In 2019, we embarked on a journey to understand more about what community means to students and how they go about navigating it. Our summer 2019 report in partnership with HEPI, The New Realists, had already taught us about loneliness. In this report we found that over a quarter of first year students were often or always lonely, and that this was associated with significantly lower wellbeing. In other words, a functioning student community has a strong measurable impact on wellbeing.
This prompted us to look further. A significant body of research in the US showed that a sense of belonging among students has a positive impact on retention, motivation, academic achievement and wellbeing. In this sense, building a sense of community is central to the whole student experience. As an accommodation provider, these were exciting findings for us. It meant that what happened within our accommodation could have a material impact not just on students’ social experience, but on their chances of success. Home for Success, our business purpose since 2014, could be more than a guiding principle; it could be a demonstrable fact.
…And then Covid-19 hit the UK.
Just before the lockdown, we managed to squeeze in a qualitative study on what community meant to students and how they went about forming and navigating it. The findings were incredibly valuable when trying to find ways to replace the usual student community building activities with an online equivalent.
One of the very clear findings was that small scale and niche social events are popular with students as a way to make new friends. So we set out to offer these online, working with our paid student ambassadors and content creators. They used a number of platforms – including Instagram, which was very popular – to run a broad range of small-scale events during the first lockdown, and for new students in the autumn. We had 67,000 engagements with this content in the first month and reached almost 400,000 in total, so it went way beyond our own walls.

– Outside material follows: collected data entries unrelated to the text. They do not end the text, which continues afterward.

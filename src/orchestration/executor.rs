//! # Bulk Executor
//!
//! The lifecycle owner for a bulk run: partitions the selected items into
//! contiguous batches, fans the external per-item operation out across each
//! batch, records every outcome with per-item error isolation, and exposes
//! pause/resume/cancel controls alongside a broadcast progress feed.
//!
//! ## Execution model
//!
//! Batches run strictly in order; items *within* a batch are dispatched
//! concurrently and awaited together, so the batch boundary is the sole
//! checkpoint where pause and cancel take effect. A paused run parks at
//! that boundary and continues from the current index on resume; a
//! cancelled run stops there after the in-flight batch drains, with the
//! drained batch's results still recorded.
//!
//! One run is live per executor at a time. The executor is cheap to clone
//! (clones share the same run) so control calls can come from a different
//! task than the one driving `execute`.

use super::errors::{OrchestrationError, OrchestrationResult};
use super::run_state::RunState;
use super::types::{ApplyAction, OperationItem, ProgressSnapshot, RunSummary};
use crate::config::BulkOpsConfig;
use crate::events::ProgressPublisher;
use crate::request::ExecutionRequest;
use crate::state_machine::{determine_target_state, RunEvent, RunStatus};
use chrono::Utc;
use futures::future::join_all;
use parking_lot::Mutex;
use std::sync::Arc;
use tokio::sync::broadcast;
use tokio::sync::Notify;
use tracing::{debug, info, instrument, warn};

/// Whether the dispatch loop may start the next batch
enum DispatchDecision {
    Proceed,
    Stop,
}

/// Result of one finalization attempt at the end of dispatch
enum FinishOutcome {
    Done(Option<ProgressSnapshot>),
    Park,
}

/// Bulk execution orchestrator. See the module docs for the execution model.
#[derive(Clone)]
pub struct BulkExecutor {
    config: BulkOpsConfig,
    publisher: ProgressPublisher,
    // Never held across an await; all mutation happens at item resolution
    // or batch boundaries
    state: Arc<Mutex<RunState>>,
    resume_notify: Arc<Notify>,
}

impl BulkExecutor {
    pub fn new() -> Self {
        Self::with_config(BulkOpsConfig::default())
    }

    pub fn with_config(config: BulkOpsConfig) -> Self {
        let publisher = ProgressPublisher::new(config.event_channel_capacity);
        Self {
            config,
            publisher,
            state: Arc::new(Mutex::new(RunState::idle())),
            resume_notify: Arc::new(Notify::new()),
        }
    }

    pub fn config(&self) -> &BulkOpsConfig {
        &self.config
    }

    /// Subscribe to the progress snapshot feed
    pub fn subscribe(&self) -> broadcast::Receiver<ProgressSnapshot> {
        self.publisher.subscribe()
    }

    pub fn status(&self) -> RunStatus {
        self.state.lock().status
    }

    /// Pull-based view of the current run, for observers that do not
    /// subscribe to the feed
    pub fn snapshot(&self) -> ProgressSnapshot {
        let state = self.state.lock();
        let message = progress_message(&state);
        state.snapshot(message)
    }

    /// Start a run. Rejected while a run is live or terminal-but-unreset.
    ///
    /// Resolves to the final [`RunSummary`] once the run reaches a terminal
    /// status; progress along the way arrives on the snapshot feed.
    #[instrument(skip(self, request, apply), fields(
        action = %request.action.id,
        total = request.items.len(),
        batch_size = request.batch_size,
        dry_run = request.dry_run,
    ))]
    pub async fn execute(
        &self,
        request: ExecutionRequest,
        apply: Arc<dyn ApplyAction>,
    ) -> OrchestrationResult<RunSummary> {
        let total = request.items.len();

        let start_snapshot = {
            let mut state = self.state.lock();
            let next = determine_target_state(state.status, &RunEvent::Execute)?;
            let mut fresh = RunState::start(total);
            fresh.status = next;
            *state = fresh;
            state.snapshot(format!(
                "Starting '{}' for {total} items",
                request.action.label
            ))
        };
        info!(run_id = %start_snapshot.run_id, "Bulk run started");
        self.publisher.publish(start_snapshot);

        // The builder clamps already; this guards directly-constructed requests
        let batch_size = request.batch_size.max(1);

        for batch in request.items.chunks(batch_size) {
            match self.wait_for_dispatch().await? {
                DispatchDecision::Proceed => {}
                DispatchDecision::Stop => break,
            }
            debug!(batch_len = batch.len(), "Dispatching batch");
            self.run_batch(batch, &request, &apply).await;
        }

        // A pause during the final batch leaves every item resolved but the
        // run suspended; finishing still waits for resume or cancel. Status
        // is re-checked under the lock so a control call landing between the
        // boundary check and the Finish transition cannot race it.
        loop {
            let outcome = {
                let mut state = self.state.lock();
                match state.status {
                    RunStatus::Running => {
                        let failures = state.failed.len();
                        let next =
                            determine_target_state(state.status, &RunEvent::Finish { failures })?;
                        state.status = next;
                        state.finished_at = Some(Utc::now());
                        let message = match next {
                            RunStatus::Completed => format!("Completed {} items", state.total),
                            _ => failure_summary(failures),
                        };
                        FinishOutcome::Done(Some(state.snapshot(message)))
                    }
                    RunStatus::Cancelled => {
                        state.finished_at = Some(Utc::now());
                        FinishOutcome::Done(None)
                    }
                    RunStatus::Paused => FinishOutcome::Park,
                    other => {
                        return Err(OrchestrationError::Internal(format!(
                            "run left in unexpected state '{other}' at finalization"
                        )))
                    }
                }
            };
            match outcome {
                FinishOutcome::Done(snapshot) => {
                    if let Some(snapshot) = snapshot {
                        self.publisher.publish(snapshot);
                    }
                    break;
                }
                FinishOutcome::Park => self.resume_notify.notified().await,
            }
        }

        let summary = self.state.lock().summary();
        info!(
            run_id = %summary.run_id,
            status = %summary.status,
            completed = summary.completed_count,
            failed = summary.failed_count,
            "Bulk run finished"
        );
        Ok(summary)
    }

    /// Suspend dispatch after the in-flight batch drains. Idempotent while
    /// paused; invalid in any other non-running state.
    pub fn pause(&self) -> OrchestrationResult<()> {
        let snapshot = {
            let mut state = self.state.lock();
            let next = determine_target_state(state.status, &RunEvent::Pause)?;
            if next == state.status {
                return Ok(());
            }
            state.status = next;
            state.snapshot("Run paused")
        };
        debug!(run_id = %snapshot.run_id, "Run paused");
        self.publisher.publish(snapshot);
        Ok(())
    }

    /// Resume dispatch from the current index. Idempotent while running.
    pub fn resume(&self) -> OrchestrationResult<()> {
        let snapshot = {
            let mut state = self.state.lock();
            let next = determine_target_state(state.status, &RunEvent::Resume)?;
            if next == state.status {
                return Ok(());
            }
            state.status = next;
            state.snapshot("Run resumed")
        };
        debug!(run_id = %snapshot.run_id, "Run resumed");
        self.publisher.publish(snapshot);
        self.resume_notify.notify_one();
        Ok(())
    }

    /// Stop the run. The in-flight batch, if any, drains and its results
    /// are recorded; no further batches are dispatched.
    pub fn cancel(&self) -> OrchestrationResult<()> {
        let snapshot = {
            let mut state = self.state.lock();
            let next = determine_target_state(state.status, &RunEvent::Cancel)?;
            state.status = next;
            state.snapshot("Run cancelled")
        };
        info!(run_id = %snapshot.run_id, current = snapshot.current, "Run cancelled");
        self.publisher.publish(snapshot);
        // Wake a parked run so it observes the cancellation
        self.resume_notify.notify_one();
        Ok(())
    }

    /// Return a terminal executor to idle so a fresh `execute` is accepted
    pub fn reset(&self) -> OrchestrationResult<()> {
        let mut state = self.state.lock();
        determine_target_state(state.status, &RunEvent::Reset)?;
        *state = RunState::idle();
        Ok(())
    }

    /// Fan the per-item operation out across one batch and await all of it.
    /// Item failures are recorded, never propagated.
    async fn run_batch(
        &self,
        batch: &[Arc<dyn OperationItem>],
        request: &ExecutionRequest,
        apply: &Arc<dyn ApplyAction>,
    ) {
        let futures = batch.iter().map(|item| {
            let item = item.clone();
            let apply = apply.clone();
            async move {
                let outcome = apply
                    .apply(
                        &request.action,
                        item.as_ref(),
                        &request.parameters,
                        request.dry_run,
                    )
                    .await;

                let snapshot = {
                    let mut state = self.state.lock();
                    match outcome {
                        Ok(()) => state.record_success(item.id()),
                        Err(failure) => {
                            warn!(item_id = %item.id(), error = %failure, "Item operation failed");
                            state.record_failure(item.id(), item.label(), failure.to_string());
                        }
                    }
                    // Results from a draining batch are still recorded after
                    // a cancel, but the feed goes quiet once the run is
                    // terminal
                    if state.status.is_terminal() {
                        None
                    } else {
                        Some(state.snapshot(format!(
                            "Processed {} of {} items",
                            state.current_index, state.total
                        )))
                    }
                };
                if let Some(snapshot) = snapshot {
                    self.publisher.publish(snapshot);
                }
            }
        });

        join_all(futures).await;
    }

    /// Park at the batch boundary until the run may proceed or must stop
    async fn wait_for_dispatch(&self) -> OrchestrationResult<DispatchDecision> {
        loop {
            let status = self.state.lock().status;
            match status {
                RunStatus::Running => return Ok(DispatchDecision::Proceed),
                RunStatus::Cancelled => return Ok(DispatchDecision::Stop),
                RunStatus::Paused => {
                    debug!("Dispatch parked; waiting for resume or cancel");
                    self.resume_notify.notified().await;
                }
                other => {
                    return Err(OrchestrationError::Internal(format!(
                        "run left in unexpected state '{other}' during dispatch"
                    )))
                }
            }
        }
    }
}

impl Default for BulkExecutor {
    fn default() -> Self {
        Self::new()
    }
}

fn failure_summary(failures: usize) -> String {
    if failures == 1 {
        "Completed with 1 error".to_string()
    } else {
        format!("Completed with {failures} errors")
    }
}

fn progress_message(state: &RunState) -> String {
    match state.status {
        RunStatus::Idle => "Idle".to_string(),
        RunStatus::Running => format!(
            "Processed {} of {} items",
            state.current_index, state.total
        ),
        RunStatus::Paused => format!("Paused at {} of {} items", state.current_index, state.total),
        RunStatus::Completed => format!("Completed {} items", state.total),
        RunStatus::Error => failure_summary(state.failed.len()),
        RunStatus::Cancelled => format!(
            "Cancelled after {} of {} items",
            state.current_index, state.total
        ),
    }
}
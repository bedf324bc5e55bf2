//! # Orchestration Types
//!
//! Value types and boundary traits shared across the bulk execution engine:
//! progress snapshots, run summaries, per-item error records, and the
//! delegation seams the host application plugs into.

use crate::catalog::BulkAction;
use crate::state_machine::RunStatus;
use async_trait::async_trait;
use chrono::{DateTime, Utc};
use serde::{Deserialize, Serialize};
use serde_json::Value;
use std::collections::HashMap;
use thiserror::Error;
use uuid::Uuid;

/// An item the engine can operate on. The engine never inspects item shape
/// beyond these accessors; they exist for display and dedup only.
pub trait OperationItem: Send + Sync {
    fn id(&self) -> String;
    fn label(&self) -> String;
}

/// Failure raised by the per-item operation. Isolated per item; never
/// aborts the run.
#[derive(Error, Debug, Clone, PartialEq)]
pub enum ItemFailure {
    #[error("{0}")]
    Operation(String),

    #[error("Validation failed: {0}")]
    Validation(String),
}

impl ItemFailure {
    pub fn operation(message: impl Into<String>) -> Self {
        Self::Operation(message.into())
    }

    pub fn validation(message: impl Into<String>) -> Self {
        Self::Validation(message.into())
    }
}

/// The external per-item operation the engine delegates to.
///
/// Implementations signal item failure by returning `Err`; a normal return
/// records success. When `dry_run` is true the implementation must perform
/// validation/preview only and must not mutate any external state — the
/// engine passes the flag through unchanged and relies on this contract.
#[async_trait]
pub trait ApplyAction: Send + Sync {
    async fn apply(
        &self,
        action: &BulkAction,
        item: &dyn OperationItem,
        parameters: &HashMap<String, Value>,
        dry_run: bool,
    ) -> Result<(), ItemFailure>;
}

/// One recorded per-item error, in resolution order
#[derive(Debug, Clone, PartialEq, Serialize, Deserialize)]
pub struct ItemError {
    pub item_id: String,
    pub label: String,
    pub message: String,
}

/// Point-in-time view of a run, emitted after every item resolution and
/// every status transition.
///
/// `completed`, `failed` and `errors` are in resolution order, not input
/// order: items within a batch are dispatched concurrently and may race.
#[derive(Debug, Clone, Serialize, Deserialize)]
pub struct ProgressSnapshot {
    pub run_id: Uuid,
    pub status: RunStatus,
    pub current: usize,
    pub total: usize,
    pub message: String,
    /// `round(100 * current / total)`; a zero-item run is 100 immediately
    pub percentage: u8,
    pub completed: Vec<String>,
    pub failed: Vec<String>,
    pub errors: Vec<ItemError>,
    pub captured_at: DateTime<Utc>,
}

/// Final outcome of a run, resolved by `execute()`
#[derive(Debug, Clone, Serialize, Deserialize)]
pub struct RunSummary {
    pub run_id: Uuid,
    pub status: RunStatus,
    pub total: usize,
    pub completed_count: usize,
    pub failed_count: usize,
    pub errors: Vec<ItemError>,
    pub started_at: DateTime<Utc>,
    pub finished_at: Option<DateTime<Utc>>,
    pub duration_ms: Option<u64>,
}

#[cfg(test)]
mod tests {
    use super::*;

    #[test]
    fn test_item_failure_display() {
        assert_eq!(
            ItemFailure::operation("record locked").to_string(),
            "record locked"
        );
        assert_eq!(
            ItemFailure::validation("missing sku").to_string(),
            "Validation failed: missing sku"
        );
    }

    #[test]
    fn test_snapshot_serde_round_trip() {
        let snapshot = ProgressSnapshot {
            run_id: Uuid::new_v4(),
            status: RunStatus::Running,
            current: 3,
            total: 10,
            message: "Processed 3 of 10 items".to_string(),
            percentage: 30,
            completed: vec!["a".into(), "b".into()],
            failed: vec!["c".into()],
            errors: vec![ItemError {
                item_id: "c".into(),
                label: "Item C".into(),
                message: "boom".into(),
            }],
            captured_at: Utc::now(),
        };

        let json = serde_json::to_string(&snapshot).unwrap();
        let parsed: ProgressSnapshot = serde_json::from_str(&json).unwrap();
        assert_eq!(parsed.current, 3);
        assert_eq!(parsed.status, RunStatus::Running);
        assert_eq!(parsed.errors.len(), 1);
    }
}
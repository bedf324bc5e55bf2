//! Structured error types for the execution engine.
//!
//! Lifecycle misuse surfaces here, synchronously; per-item failures never
//! do — they are recorded in the run's error list instead.

use crate::error::BulkOpsError;
use crate::state_machine::StateMachineError;
use thiserror::Error;

#[derive(Error, Debug, Clone, PartialEq)]
pub enum OrchestrationError {
    #[error(transparent)]
    InvalidTransition(#[from] StateMachineError),

    #[error("Internal orchestration error: {0}")]
    Internal(String),
}

pub type OrchestrationResult<T> = Result<T, OrchestrationError>;

impl From<OrchestrationError> for BulkOpsError {
    fn from(err: OrchestrationError) -> Self {
        match err {
            OrchestrationError::InvalidTransition(inner) => {
                BulkOpsError::StateTransitionError(inner.to_string())
            }
            OrchestrationError::Internal(msg) => BulkOpsError::OrchestrationError(msg),
        }
    }
}
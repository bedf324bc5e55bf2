use std::fmt;

#[derive(Debug, Clone, PartialEq)]
pub enum BulkOpsError {
    StateTransitionError(String),
    OrchestrationError(String),
    ConfigurationError(String),
}

impl fmt::Display for BulkOpsError {
    fn fmt(&self, f: &mut fmt::Formatter<'_>) -> fmt::Result {
        match self {
            BulkOpsError::StateTransitionError(msg) => write!(f, "State transition error: {msg}"),
            BulkOpsError::OrchestrationError(msg) => write!(f, "Orchestration error: {msg}"),
            BulkOpsError::ConfigurationError(msg) => write!(f, "Configuration error: {msg}"),
        }
    }
}

impl std::error::Error for BulkOpsError {}

pub type Result<T> = std::result::Result<T, BulkOpsError>;
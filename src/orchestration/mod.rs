//! # Orchestration Engine
//!
//! Core of the bulk-operation engine: the executor that drives a run
//! through its lifecycle, the mutable run state it maintains, and the
//! value types and boundary traits the host application integrates with.
//!
//! ## Core Components
//!
//! - **BulkExecutor**: lifecycle owner — batched dispatch, pause/resume/
//!   cancel, progress publication
//! - **RunState**: one live mutable record per executor, tracking counts
//!   and per-item outcomes
//! - **ApplyAction / OperationItem**: delegation seams supplied by the
//!   caller; the engine drives *some* asynchronous per-item operation to
//!   completion without knowing what it does

pub mod errors;
pub mod executor;
pub mod run_state;
pub mod types;

pub use errors::{OrchestrationError, OrchestrationResult};
pub use executor::BulkExecutor;
pub use run_state::RunState;
pub use types::{
    ApplyAction, ItemError, ItemFailure, OperationItem, ProgressSnapshot, RunSummary,
};
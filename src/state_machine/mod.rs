//! # Run State Machine
//!
//! Lifecycle transitions for a bulk execution run:
//!
//! ```text
//! idle --execute--> running
//! running --pause--> paused
//! paused --resume--> running
//! running --finish(0 failures)--> completed
//! running --finish(>=1 failure)--> error
//! running|paused --cancel--> cancelled
//! terminal --reset--> idle
//! ```
//!
//! `completed`, `error` and `cancelled` are terminal; a reset is required
//! before another run is accepted. Repeated `pause` while paused and
//! repeated `resume` while running are deliberate no-ops; every other
//! out-of-place event is an invalid transition reported synchronously.

pub mod events;
pub mod states;

pub use events::RunEvent;
pub use states::RunStatus;

use thiserror::Error;

#[derive(Error, Debug, Clone, PartialEq)]
pub enum StateMachineError {
    #[error("Invalid transition: event '{event}' not allowed from state '{from}'")]
    InvalidTransition { from: RunStatus, event: &'static str },
}

pub type StateMachineResult<T> = Result<T, StateMachineError>;

/// Determine the target state for an event, or fail on an illegal transition.
pub fn determine_target_state(
    current: RunStatus,
    event: &RunEvent,
) -> StateMachineResult<RunStatus> {
    let target = match (current, event) {
        (RunStatus::Idle, RunEvent::Execute) => RunStatus::Running,

        (RunStatus::Running, RunEvent::Pause) => RunStatus::Paused,
        // Idempotent re-pause
        (RunStatus::Paused, RunEvent::Pause) => RunStatus::Paused,

        (RunStatus::Paused, RunEvent::Resume) => RunStatus::Running,
        // Idempotent re-resume
        (RunStatus::Running, RunEvent::Resume) => RunStatus::Running,

        (RunStatus::Running, RunEvent::Cancel) | (RunStatus::Paused, RunEvent::Cancel) => {
            RunStatus::Cancelled
        }

        (RunStatus::Running, RunEvent::Finish { failures: 0 }) => RunStatus::Completed,
        (RunStatus::Running, RunEvent::Finish { .. }) => RunStatus::Error,

        (from, RunEvent::Reset) if from.is_terminal() => RunStatus::Idle,

        (from, event) => {
            return Err(StateMachineError::InvalidTransition {
                from,
                event: event.event_type(),
            })
        }
    };

    Ok(target)
}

To give it a vital boost at a critical time we also worked with Student Minds to run a #uniteagainstloneliness social media campaign. We know that October is the time when students tend to approach our staff to talk about their loneliness and homesickness, so we wanted both to normalise the experience and to provide advice and sources of support.
For the new cohort of students in the autumn, we were guided by the way in which students naturally go about making friends. We heard a lot about how important door-knocking was in the first few days. Once you get to know the people in your own flat, you knock on the doors of other flats on the same floor to expand your social circle.
For years we’ve been offering private chat rooms in our MyUnite app for people in the same flat, so that they can be in touch before they arrive. This year we extended this and also offered chat rooms for whole floors – over 33,000 students used this feature.
However, something else that we learned from our research last year was the importance of friendship with course mates. These are students who share the same experiences and interests. But friendships with course mates take longer to develop, and may not become cemented until towards the end of the first year.
I personally heard some moving accounts of course-related friends making a real difference to students’ mental health, and even enabling them to stay at university when they were thinking about leaving. The same was also true when it came to communities of identity – Black students, LGBT+ students, students who don’t drink. Our ability to support course-related socialising is very limited, but we heard some great examples of it being done well by universities. Supporting the development of communities of identity is something we’re considering for the future.
Within all this, there’s one group of students that were particularly at risk of disadvantage and vulnerable to loneliness; a group of students who can’t just go home, who don’t have a safety net and can be overlooked in policy decisions. This group is students who have been in care or are estranged from their parents.
The Unite Foundation advocates for care-experienced and estranged students, helps to bring their voices into the policy debate, and – on a practical level – gives about 250 free accommodation scholarships each year. At the start of the first lockdown, the Unite Foundation led a survey of care experienced and estranged students; even at this early stage, 55% said they were worried about loneliness.
The charity had recently launched a podcast, by and for estranged and care experienced students, presented and produced by Unite Foundation graduate Paige Mackenzie; this quickly began to foster a sense of community amongst the young people it was created for. During the initial lockdown period, Paige hosted a series of Instagram Lives for students without family support – many on their own in their student accommodation.
The Foundation also began working with a team of students on the scholarship to develop a community identity for all Unite Foundation scholars, and other students from similar backgrounds. This is Us, which launched in December 2020, is a vehicle through which Unite Foundation students can communicate their hundreds of individual experiences, perspectives, interests and aspirations. It is also one through which they can articulate their collective needs and campaign for the things that matter to all estranged and care experienced students.
As This is Us launched, the Unite Foundation handed over its website and social media to the students themselves, and is training and supporting a number of community co-ordinators and content creators, putting the students in the driving seat and in control of their own narrative.
Student community was important before Covid, but now we can really appreciate what it means and what happens when it’s taken away. Covid has exposed everyone’s vulnerability to loneliness, and we’re now all looking forward to when we can be together again. When we do, one of my hopes is that we’ll all do more to add value to the creation of student community, friendships and sense of belonging as a foundational aspect of the student experience.